Required work |
Output only an exact transcription of the line containing "not a measured" and all lines that follow it in the data below.

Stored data
Start of Block
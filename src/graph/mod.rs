//! Reactive recompute graph for derived calibration tables.
//!
//! A small fixed set of named bindings, each a pure function over
//! currently published inputs (selected canonical tables, reference
//! axes, measured series). A binding recomputes exactly when at least
//! one of its declared inputs changes and publishes its result on a
//! retained-latest watch channel; a binding that loses a required input
//! publishes `None`, never a stale table.
//!
//! # Architecture
//!
//! ```text
//! [TableRegistry] ──► selection resolution ──► [RecomputeGraph]
//! [log parser]    ──► measured series      ──►       │
//!                                                    ├──► watch: derived table A
//!                                                    └──► watch: derived table B
//! ```
//!
//! # Design
//!
//! - **Explicit dependency edges** — an input key maps to the bindings
//!   that declared it; a change marks only that closure stale.
//! - **Canonical sources** — bindings read the originally decoded
//!   tables held in the input store and never write back into them, so
//!   repeated recomputes with the same measured maximum produce the
//!   same rescaled axis.
//! - **Serialized recompute** — the runtime thread applies one command
//!   at a time; partial recomputes never interleave.

pub mod binding;
pub mod bindings;
pub mod runtime;
pub mod scheduler;

pub use binding::{BindingState, BuiltinBinding, DerivedTable};
pub use bindings::{AxisResampleBinding, SeriesTableBinding};
pub use runtime::{GraphCommand, GraphHandle, GraphRuntime};
pub use scheduler::RecomputeGraph;

use crate::error::{MapTuneError, Result};
use crate::types::{CalibrationTable, MeasuredSeries};
use std::collections::HashMap;
use std::sync::Arc;

/// Key identifying one published input of the recompute graph
#[derive(Debug, Clone, PartialEq, Eq, Hash)]
pub enum InputKey {
    /// The selected table of a category, resolved by the externally
    /// owned selection store after each decode
    Selection(String),

    /// A standalone axis input
    Axis(String),

    /// A named measured-series set from the log parser
    Series(String),

    /// The retained output of another binding
    Derived(String),
}

impl std::fmt::Display for InputKey {
    fn fmt(&self, f: &mut std::fmt::Formatter<'_>) -> std::fmt::Result {
        match self {
            InputKey::Selection(category) => write!(f, "selection '{}'", category),
            InputKey::Axis(name) => write!(f, "axis '{}'", name),
            InputKey::Series(name) => write!(f, "series '{}'", name),
            InputKey::Derived(name) => write!(f, "derived table '{}'", name),
        }
    }
}

/// A currently published input value
#[derive(Debug, Clone)]
pub enum InputValue {
    /// A decoded (or derived) table snapshot
    Table(Arc<CalibrationTable>),
    /// A bare axis
    Axis(Arc<Vec<f64>>),
    /// Measured log channels
    Series(Arc<MeasuredSeries>),
}

/// Read-only view of the input store handed to a binding's recompute
pub struct InputSet<'a> {
    values: &'a HashMap<InputKey, InputValue>,
}

impl<'a> InputSet<'a> {
    pub(crate) fn new(values: &'a HashMap<InputKey, InputValue>) -> Self {
        Self { values }
    }

    /// Fetch a table input
    pub fn table(&self, key: &InputKey) -> Result<&'a Arc<CalibrationTable>> {
        match self.values.get(key) {
            Some(InputValue::Table(table)) => Ok(table),
            Some(_) => Err(MapTuneError::MissingInput(format!(
                "{} is not a table",
                key
            ))),
            None => Err(MapTuneError::MissingInput(key.to_string())),
        }
    }

    /// Fetch an axis input: either a bare axis or the X-axis of a table
    pub fn axis(&self, key: &InputKey) -> Result<&'a [f64]> {
        match self.values.get(key) {
            Some(InputValue::Axis(axis)) => Ok(axis),
            Some(InputValue::Table(table)) => Ok(&table.x_axis),
            Some(_) => Err(MapTuneError::MissingInput(format!(
                "{} is not an axis",
                key
            ))),
            None => Err(MapTuneError::MissingInput(key.to_string())),
        }
    }

    /// Fetch a measured-series input
    pub fn series(&self, key: &InputKey) -> Result<&'a Arc<MeasuredSeries>> {
        match self.values.get(key) {
            Some(InputValue::Series(series)) => Ok(series),
            Some(_) => Err(MapTuneError::MissingInput(format!(
                "{} is not a measured series",
                key
            ))),
            None => Err(MapTuneError::MissingInput(key.to_string())),
        }
    }
}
End of Block
Task response |
                "{} is not a measured series",
                key
            ))),
            None => Err(MapTuneError::MissingInput(key.to_string())),
        }
    }
}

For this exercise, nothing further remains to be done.